┌────────

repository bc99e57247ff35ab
pub mod http;
use thiserror::Error;

/// Note operation errors
#[derive(Debug, Clone, Error, PartialEq, Eq)]
pub enum NoteError {
    #[error("Note is too short: minimum {min} characters")]
    TooShort { min: usize },

    #[error("Note ID must be positive, got {0}")]
    InvalidId(i64),

    #[error("Note not found")]
    NotFound,

    #[error("Note store unavailable: {0}")]
    StoreUnavailable(String),
}
use thiserror::Error;

/// Rule an email address failed, in the order the rules are checked.
#[derive(Debug, Clone, Copy, Error, PartialEq, Eq)]
pub enum EmailError {
    #[error("email must be at least {min} characters long")]
    TooShort { min: usize },

    #[error("email must contain an '@' character")]
    MissingAt,

    #[error("email must not start or end with '@'")]
    MisplacedAt,

    #[error("email does not match the local@domain.tld format")]
    InvalidFormat,
}
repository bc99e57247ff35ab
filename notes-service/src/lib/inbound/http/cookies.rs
use auth::jwt::ACCESS_TOKEN_MINUTES;
use auth::jwt::REFRESH_TOKEN_DAYS;
use auth::TokenPair;
use axum_extra::extract::cookie::Cookie;
use axum_extra::extract::cookie::CookieJar;
use axum_extra::extract::cookie::SameSite;
use time::Duration;
use time::OffsetDateTime;

pub const ACCESS_TOKEN_COOKIE: &str = "access_token";
pub const REFRESH_TOKEN_COOKIE: &str = "refresh_token";

/// Builds the HTTP-only session cookies carrying the token pair.
#[derive(Debug, Clone, Copy, Default)]
pub struct SessionCookies {
    secure: bool,
}

impl SessionCookies {
    pub fn new(secure: bool) -> Self {
        Self { secure }
    }

    /// Add both session cookies, lifetimes matching the token lifetimes.
    pub fn issue(&self, jar: CookieJar, pair: TokenPair) -> CookieJar {
        jar.add(self.cookie(
            ACCESS_TOKEN_COOKIE,
            pair.access_token,
            Duration::minutes(ACCESS_TOKEN_MINUTES),
        ))
        .add(self.cookie(
            REFRESH_TOKEN_COOKIE,
            pair.refresh_token,
            Duration::days(REFRESH_TOKEN_DAYS),
        ))
    }

    /// Overwrite both session cookies with empty values expiring at the epoch.
    pub fn clear(&self, jar: CookieJar) -> CookieJar {
        jar.add(self.expired(ACCESS_TOKEN_COOKIE))
            .add(self.expired(REFRESH_TOKEN_COOKIE))
    }

    fn cookie(&self, name: &'static str, value: String, max_age: Duration) -> Cookie<'static> {
        Cookie::build((name, value))
            .path("/")
            .http_only(true)
            .secure(self.secure)
            .same_site(SameSite::Lax)
            .max_age(max_age)
            .build()
    }

    fn expired(&self, name: &'static str) -> Cookie<'static> {
        Cookie::build((name, ""))
            .path("/")
            .http_only(true)
            .secure(self.secure)
            .same_site(SameSite::Lax)
            .expires(OffsetDateTime::UNIX_EPOCH)
            .build()
    }
}
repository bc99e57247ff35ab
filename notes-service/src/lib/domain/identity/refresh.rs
use std::sync::Arc;

use async_trait::async_trait;
use auth::Authenticator;
use auth::TokenPair;

use crate::domain::identity::errors::AuthError;
use crate::domain::identity::models::UserId;
use crate::domain::identity::ports::CredentialStore;
use crate::domain::identity::ports::RefreshServicePort;

/// Refresh-token rotation.
///
/// A refresh token is honored only while it is the one on file for its
/// identity. Every successful exchange swaps in the new token, so each
/// refresh token is single-use.
pub struct RefreshService<CS>
where
    CS: CredentialStore,
{
    store: Arc<CS>,
    authenticator: Arc<Authenticator>,
}

impl<CS> RefreshService<CS>
where
    CS: CredentialStore,
{
    pub fn new(store: Arc<CS>, authenticator: Arc<Authenticator>) -> Self {
        Self {
            store,
            authenticator,
        }
    }
}

#[async_trait]
impl<CS> RefreshServicePort for RefreshService<CS>
where
    CS: CredentialStore,
{
    async fn refresh(&self, refresh_token: &str) -> Result<TokenPair, AuthError> {
        let claims = self
            .authenticator
            .validate_refresh(refresh_token)
            .map_err(AuthError::Token)?;

        let user_id = UserId::new(claims.user_id).map_err(|_| AuthError::UserNotFound)?;

        let identity = self
            .store
            .find_by_id(user_id)
            .await?
            .ok_or(AuthError::UserNotFound)?;

        let on_file = identity.refresh_token.as_deref().unwrap_or_default();
        if !constant_time_eq(on_file.as_bytes(), refresh_token.as_bytes()) {
            tracing::warn!(user_id = %user_id, "Refresh token is not the one on file");
            return Err(AuthError::TokenSuperseded);
        }

        let pair = self.authenticator.issue_pair(user_id.as_i64())?;

        // A concurrent exchange of the same token may have won since the read.
        let swapped = self
            .store
            .replace_refresh_token(user_id, refresh_token, &pair.refresh_token)
            .await?;
        if !swapped {
            tracing::warn!(user_id = %user_id, "Refresh token consumed concurrently");
            return Err(AuthError::TokenSuperseded);
        }

        tracing::debug!(user_id = %user_id, "Refresh token rotated");

        Ok(pair)
    }
}

fn constant_time_eq(a: &[u8], b: &[u8]) -> bool {
    if a.len() != b.len() {
        return false;
    }
    let mut diff = 0u8;
    for (x, y) in a.iter().zip(b.iter()) {
        diff |= x ^ y;
    }
    diff == 0
}
use async_trait::async_trait;
use chrono::DateTime;
use chrono::Utc;
use sqlx::FromRow;
use sqlx::PgPool;

use crate::domain::identity::models::UserId;
use crate::domain::note::errors::NoteError;
use crate::domain::note::models::Note;
use crate::domain::note::models::NoteId;
use crate::domain::note::models::NoteText;
use crate::domain::note::ports::NoteStore;

pub struct PostgresNoteStore {
    pool: PgPool,
}

impl PostgresNoteStore {
    pub fn new(pool: PgPool) -> Self {
        Self { pool }
    }
}

#[derive(FromRow)]
struct NoteRow {
    id: i64,
    note: String,
    completed: bool,
    user_id: i64,
    created_at: DateTime<Utc>,
}

impl TryFrom<NoteRow> for Note {
    type Error = NoteError;

    fn try_from(row: NoteRow) -> Result<Self, Self::Error> {
        Ok(Note {
            id: NoteId::new(row.id)?,
            note: row.note,
            completed: row.completed,
            user_id: UserId::new(row.user_id)
                .map_err(|e| NoteError::StoreUnavailable(e.to_string()))?,
            created_at: row.created_at,
        })
    }
}

fn unavailable(e: sqlx::Error) -> NoteError {
    NoteError::StoreUnavailable(e.to_string())
}

#[async_trait]
impl NoteStore for PostgresNoteStore {
    async fn list(&self, owner: UserId) -> Result<Vec<Note>, NoteError> {
        let rows = sqlx::query_as::<_, NoteRow>(
            r#"
            SELECT id, note, completed, user_id, created_at
            FROM notes
            WHERE user_id = $1
            ORDER BY created_at, id
            "#,
        )
        .bind(owner.as_i64())
        .fetch_all(&self.pool)
        .await
        .map_err(unavailable)?;

        rows.into_iter().map(Note::try_from).collect()
    }

    async fn insert(
        &self,
        owner: UserId,
        text: &NoteText,
        created_at: DateTime<Utc>,
    ) -> Result<Note, NoteError> {
        let row = sqlx::query_as::<_, NoteRow>(
            r#"
            INSERT INTO notes (note, user_id, created_at)
            VALUES ($1, $2, $3)
            RETURNING id, note, completed, user_id, created_at
            "#,
        )
        .bind(text.as_str())
        .bind(owner.as_i64())
        .bind(created_at)
        .fetch_one(&self.pool)
        .await
        .map_err(unavailable)?;

        Note::try_from(row)
    }

    async fn update_text(
        &self,
        owner: UserId,
        id: NoteId,
        text: &NoteText,
    ) -> Result<bool, NoteError> {
        let result = sqlx::query(
            r#"
            UPDATE notes
            SET note = $3
            WHERE id = $1 AND user_id = $2
            "#,
        )
        .bind(id.as_i64())
        .bind(owner.as_i64())
        .bind(text.as_str())
        .execute(&self.pool)
        .await
        .map_err(unavailable)?;

        Ok(result.rows_affected() > 0)
    }

    async fn delete(&self, owner: UserId, id: NoteId) -> Result<bool, NoteError> {
        let result = sqlx::query(
            r#"
            DELETE FROM notes
            WHERE id = $1 AND user_id = $2
            "#,
        )
        .bind(id.as_i64())
        .bind(owner.as_i64())
        .execute(&self.pool)
        .await
        .map_err(unavailable)?;

        Ok(result.rows_affected() > 0)
    }

    async fn set_completed(
        &self,
        owner: UserId,
        id: NoteId,
        completed: bool,
    ) -> Result<bool, NoteError> {
        let result = sqlx::query(
            r#"
            UPDATE notes
            SET completed = $3
            WHERE id = $1 AND user_id = $2
            "#,
        )
        .bind(id.as_i64())
        .bind(owner.as_i64())
        .bind(completed)
        .execute(&self.pool)
        .await
        .map_err(unavailable)?;

        Ok(result.rows_affected() > 0)
    }

    async fn delete_all(&self, owner: UserId) -> Result<u64, NoteError> {
        let result = sqlx::query("DELETE FROM notes WHERE user_id = $1")
            .bind(owner.as_i64())
            .execute(&self.pool)
            .await
            .map_err(unavailable)?;

        Ok(result.rows_affected())
    }

    async fn delete_completed(&self, owner: UserId) -> Result<u64, NoteError> {
        let result = sqlx::query("DELETE FROM notes WHERE user_id = $1 AND completed = TRUE")
            .bind(owner.as_i64())
            .execute(&self.pool)
            .await
            .map_err(unavailable)?;

        Ok(result.rows_affected())
    }
}
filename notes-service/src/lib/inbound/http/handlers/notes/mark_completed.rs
use axum::extract::State;
use axum::http::StatusCode;
use serde::Deserialize;

use crate::inbound::http::handlers::ApiError;
use crate::inbound::http::handlers::ApiJson;
use crate::inbound::http::handlers::ApiPath;
use crate::inbound::http::handlers::ApiSuccess;
use crate::inbound::http::handlers::MessageData;
use crate::inbound::http::middleware::AuthenticatedUser;
use crate::inbound::http::router::AppState;

pub async fn mark_completed(
    State(state): State<AppState>,
    user: AuthenticatedUser,
    ApiPath(id): ApiPath<i64>,
    ApiJson(body): ApiJson<MarkCompletedRequest>,
) -> Result<ApiSuccess<MessageData>, ApiError> {
    state
        .note_service
        .mark_completed(user.user_id, id, body.check)
        .await
        .map_err(ApiError::from)
        .map(|_| ApiSuccess::new(StatusCode::OK, MessageData::new("Note updated")))
}

#[derive(Debug, Clone, PartialEq, Eq, Deserialize)]
pub struct MarkCompletedRequest {
    check: bool,
}
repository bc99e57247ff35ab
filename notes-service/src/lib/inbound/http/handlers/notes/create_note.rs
use axum::extract::State;
use axum::http::StatusCode;

use super::NoteData;
use super::NoteTextRequest;
use crate::inbound::http::handlers::ApiError;
use crate::inbound::http::handlers::ApiJson;
use crate::inbound::http::handlers::ApiSuccess;
use crate::inbound::http::middleware::AuthenticatedUser;
use crate::inbound::http::router::AppState;

pub async fn create_note(
    State(state): State<AppState>,
    user: AuthenticatedUser,
    ApiJson(body): ApiJson<NoteTextRequest>,
) -> Result<ApiSuccess<NoteData>, ApiError> {
    state
        .note_service
        .create_note(user.user_id, &body.note)
        .await
        .map_err(ApiError::from)
        .map(|ref note| ApiSuccess::new(StatusCode::CREATED, note.into()))
}
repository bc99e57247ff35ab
pub mod repositories;
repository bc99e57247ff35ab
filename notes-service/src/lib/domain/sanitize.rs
/// Trim surrounding whitespace and escape markup-significant characters.
///
/// Escapes `&`, `<`, `>`, `"` and `'` to HTML entities and replaces NUL with
/// U+FFFD so stored values are inert if a client later renders them as HTML.
pub fn clean(input: &str) -> String {
    escape_html(input.trim())
}

pub fn escape_html(input: &str) -> String {
    let mut escaped = String::with_capacity(input.len());

    for c in input.chars() {
        match c {
            '&' => escaped.push_str("&amp;"),
            '<' => escaped.push_str("&lt;"),
            '>' => escaped.push_str("&gt;"),
            '"' => escaped.push_str("&#34;"),
            '\'' => escaped.push_str("&#39;"),
            '\0' => escaped.push('\u{FFFD}'),
            _ => escaped.push(c),
        }
    }

    escaped
}
use axum::extract::State;
use axum::http::StatusCode;
use axum_extra::extract::cookie::CookieJar;

use super::ApiError;
use super::ApiSuccess;
use super::MessageData;
use crate::inbound::http::cookies::REFRESH_TOKEN_COOKIE;
use crate::inbound::http::router::AppState;

/// Exchange the `refresh_token` cookie for a rotated pair of session cookies.
///
/// Every failure, including a store outage, is a 401 so the client falls
/// back to logging in again.
pub async fn refresh(
    State(state): State<AppState>,
    jar: CookieJar,
) -> Result<(CookieJar, ApiSuccess<MessageData>), ApiError> {
    let unauthorized = || ApiError::Unauthorized("Unauthorized".to_string());

    let presented = jar
        .get(REFRESH_TOKEN_COOKIE)
        .map(|cookie| cookie.value().to_string())
        .filter(|value| !value.is_empty())
        .ok_or_else(|| {
            tracing::debug!("Refresh token cookie missing");
            unauthorized()
        })?;

    let pair = state
        .refresh_service
        .refresh(&presented)
        .await
        .map_err(|e| {
            tracing::info!(kind = e.kind().as_str(), reason = %e, "Refresh rejected");
            unauthorized()
        })?;

    Ok((
        state.cookies.issue(jar, pair),
        ApiSuccess::new(StatusCode::OK, MessageData::new("Tokens refreshed")),
    ))
}
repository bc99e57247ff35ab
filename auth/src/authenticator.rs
use crate::jwt::Claims;
use crate::jwt::TokenCodec;
use crate::jwt::TokenError;
use crate::password::PasswordError;
use crate::password::PasswordHasher;

/// Authentication coordinator combining password verification and session
/// token issuance.
///
/// Owns one codec per token class. Constructed once at startup with both
/// secrets and shared behind an `Arc`.
pub struct Authenticator {
    password_hasher: PasswordHasher,
    access_codec: TokenCodec,
    refresh_codec: TokenCodec,
    dummy_hash: String,
}

/// Freshly issued session tokens.
#[derive(Debug, Clone, PartialEq, Eq)]
pub struct TokenPair {
    /// Short-lived access token
    pub access_token: String,
    /// Long-lived refresh token
    pub refresh_token: String,
}

/// Authentication operation errors.
#[derive(Debug, Clone, thiserror::Error)]
pub enum AuthenticationError {
    #[error("Invalid credentials")]
    InvalidCredentials,

    #[error("Token error: {0}")]
    Token(#[from] TokenError),
}

impl Authenticator {
    /// Create a new authenticator.
    ///
    /// # Arguments
    /// * `access_secret` - Secret for signing access tokens
    /// * `refresh_secret` - Secret for signing refresh tokens
    pub fn new(access_secret: &[u8], refresh_secret: &[u8]) -> Self {
        let password_hasher = PasswordHasher::new();
        let dummy_hash = password_hasher
            .hash("dummy-password-for-timing")
            .unwrap_or_default();

        Self {
            password_hasher,
            access_codec: TokenCodec::access(access_secret),
            refresh_codec: TokenCodec::refresh(refresh_secret),
            dummy_hash,
        }
    }

    /// Hash a password for storage.
    ///
    /// # Errors
    /// * `PasswordError` - Hashing operation failed
    pub fn hash_password(&self, password: &str) -> Result<String, PasswordError> {
        self.password_hasher.hash(password)
    }

    /// Check a password against a stored hash.
    pub fn verify_password(&self, password: &str, stored_hash: &str) -> bool {
        self.password_hasher.verify(password, stored_hash)
    }

    /// Spend the same effort as a real verification when there is no stored
    /// hash to check against, so a missing account is not observable by timing.
    pub fn verify_against_dummy(&self, password: &str) {
        let _ = self.password_hasher.verify(password, &self.dummy_hash);
    }

    /// Verify credentials and issue a token pair.
    ///
    /// # Errors
    /// * `InvalidCredentials` - Password does not match
    /// * `Token` - Token generation failed
    pub fn authenticate(
        &self,
        password: &str,
        stored_hash: &str,
        user_id: i64,
    ) -> Result<TokenPair, AuthenticationError> {
        if !self.verify_password(password, stored_hash) {
            return Err(AuthenticationError::InvalidCredentials);
        }

        Ok(self.issue_pair(user_id)?)
    }

    /// Issue a new access + refresh token pair without password verification.
    ///
    /// Used after a refresh token has already been checked.
    pub fn issue_pair(&self, user_id: i64) -> Result<TokenPair, TokenError> {
        Ok(TokenPair {
            access_token: self.access_codec.issue(user_id)?,
            refresh_token: self.refresh_codec.issue(user_id)?,
        })
    }

    /// Validate an access token.
    pub fn validate_access(&self, token: &str) -> Result<Claims, TokenError> {
        self.access_codec.validate(token)
    }

    /// Validate a refresh token's signature and time window.
    pub fn validate_refresh(&self, token: &str) -> Result<Claims, TokenError> {
        self.refresh_codec.validate(token)
    }
}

└────────

Exercise aim.
Give back the records above exactly, limited to the lines between the one holding "Authentication operation errors." and the one holding "let password_hasher = PasswordHasher::new();", inclusive.

Answer for the task.
/// Authentication operation errors.
#[derive(Debug, Clone, thiserror::Error)]
pub enum AuthenticationError {
    #[error("Invalid credentials")]
    InvalidCredentials,

    #[error("Token error: {0}")]
    Token(#[from] TokenError),
}

impl Authenticator {
    /// Create a new authenticator.
    ///
    /// # Arguments
    /// * `access_secret` - Secret for signing access tokens
    /// * `refresh_secret` - Secret for signing refresh tokens
    pub fn new(access_secret: &[u8], refresh_secret: &[u8]) -> Self {
        let password_hasher = PasswordHasher::new();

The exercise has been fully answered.